Why is my computer so slow? Part 2


In the first part of this post we looked at why some computers are slow right out of the box. But what about ones that were fast, but aren’t any longer?

It’s a Mad World

The most common cause of a suddenly sluggish computer we encounter is what I term ‘crazy process’. A process is a piece of software running on a computer, often performing some useful task in the background without any visible signs that it is working. A typical computer running Windows will have dozens of background processes, even when it’s just sitting at the desktop with no applications loaded.

If one of these processes goes wrong it can slow the computer to a crawl in two ways. First, by overwhelming the hard drive with requests for information, causing any applications you load to have to wait. Or it can consume all of the computer’s memory, which forces Windows start temporarily using the hard drive to store information that should be in memory. Either way the result is computer that seems crippled.

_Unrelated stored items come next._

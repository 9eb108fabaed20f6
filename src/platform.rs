//! Where grind-timer keeps its files.

use anyhow::{Context, Result};
use std::fs::{self, OpenOptions};
use std::path::{Path, PathBuf};
use tracing::warn;

pub const APP_DIR: &str = ".grind-timer";

/// Candidate state directories, most preferred first: `~/.grind-timer`,
/// the platform data directory, then `./.grind-timer`.
pub fn candidate_dirs() -> Vec<PathBuf> {
    let mut candidates: Vec<PathBuf> = Vec::with_capacity(3);
    candidates.extend(home::home_dir().map(|home| home.join(APP_DIR)));
    candidates.extend(dirs::data_local_dir().map(|data| data.join("grind-timer")));
    candidates.push(PathBuf::from(APP_DIR));
    candidates
}

/// First writable directory: the override when given, otherwise the first
/// usable entry of [`candidate_dirs`].
pub fn get_state_dir(override_dir: Option<&PathBuf>) -> Result<PathBuf> {
    if let Some(dir) = override_dir {
        ensure_writable(dir)?;
        return Ok(dir.clone());
    }

    candidate_dirs()
        .into_iter()
        .find(|dir| match ensure_writable(dir) {
            Ok(()) => true,
            Err(e) => {
                warn!("{:#}, trying next location", e);
                false
            }
        })
        .context(
            "No writable state directory. \
             Check file permissions or set state.state_dir_override in config.",
        )
}

/// Create `dir` if needed and check that a new file can be created in it.
pub fn ensure_writable(dir: &Path) -> Result<()> {
    fs::create_dir_all(dir)
        .with_context(|| format!("Failed to create directory: {}", dir.display()))?;

    let marker = dir.join(format!(".write_test.{}", std::process::id()));
    OpenOptions::new()
        .write(true)
        .create(true)
        .truncate(true)
        .open(&marker)
        .with_context(|| format!("Directory {} is not writable", dir.display()))?;
    let _ = fs::remove_file(&marker);

    Ok(())
}

/// Location of `config.toml`.
pub fn config_path() -> Result<PathBuf> {
    let home = home::home_dir().context("Could not find home directory")?;
    Ok(home.join(APP_DIR).join("config.toml"))
}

Nine out of ten times we see this problem it can be traced back to just two culprits; the anti-virus, or Windows Update.

Anti-virus software is incredibly invasive. It hooks into almost every part of Windows and every application you use. Every file access is monitored and checked. Almost everything an application does has to pass through the anti-virus program to be scanned.

So when AV goes wrong it can seriously degrade the computer’s performance and often make the system behave in odd and unpredictable ways.

The other main cause of slow performance is, surprisingly, Windows Update. Downloading and installing updates for Windows doesn’t sound like a hard task, but Windows Update is a complex piece of software that far too often trips over itself and falls in a heap. We regularly see machines where WU does little but sit in the background thrashing the hard drive, eating up all available memory, and achieving nothing productive at all.

Unfortunately this sort of issue is often very difficult to fix. WU can go wrong in so many ways that restoring it to correct operation is frequently a process of laboriously trying varying fixes, hoping one of them will work.

Salt, Meet Wound

Confronted with a chronically slow computer, we find people too often resort to downloading one of the legion of ‘speed-up’ or ‘PC-fix’ programs that are widely advertised on the internet.

These do not work, and can make the problem worse. The best of these programs do a few basic maintenance tasks that make little or no difference to how the computer performs. The worst throw up a false list of scary sounding ‘errors’ that require repairing, and then demand money to do the fixes. These are a scam, pure and simple.

Unfortunately, with performance problems there is no substitute for an experienced technician or engineer who knows their way around the internals of Windows.

It Ain’t Half Hot, Mum!

Another cause of slow performance, almost exclusively seen on laptops, is overheating. In the bad old days when a processor chip got too hot it would usually die, often with a small cloud of nasty-smelling magic smoke.

Modern processors have power management systems that detect overheating and cause the processor to slow down, preventing release of magic smoke. So heat is not longer fatal for the processor, just the user’s patience as their laptop crawls along.

If your laptop is sluggish, hot and the cooling fan sounds like a hair dryer, then it probably needs the cooling system cleaned out. On 99% of laptops this requires disassembling the machine and is best left to an expert. We’ve seen too many laptops damaged, often beyond repair, by enthusiastic amateurs wielding an over-large screwdriver…

Some posts on the internet and Youtube videos will advise squirting compressed air into the fan vents to fix overheating. But this isn’t an effective solution. All it does it blow the crud blocking the internal metal heat grille back into the cooling fan. Next time you turn on the laptop the debris will just get stuck on the grille again.

Also, compressed air is cold. Cold enough to cause frost to form on anything it hits. Never, ever spray compressed air into a laptop that is switched on or still warm. The frost can cause a short circuit or physically break warm components inside the laptop due to thermal stress. A clogged cooling system needs to be hand-cleaned by a technician to be sure of a positive result.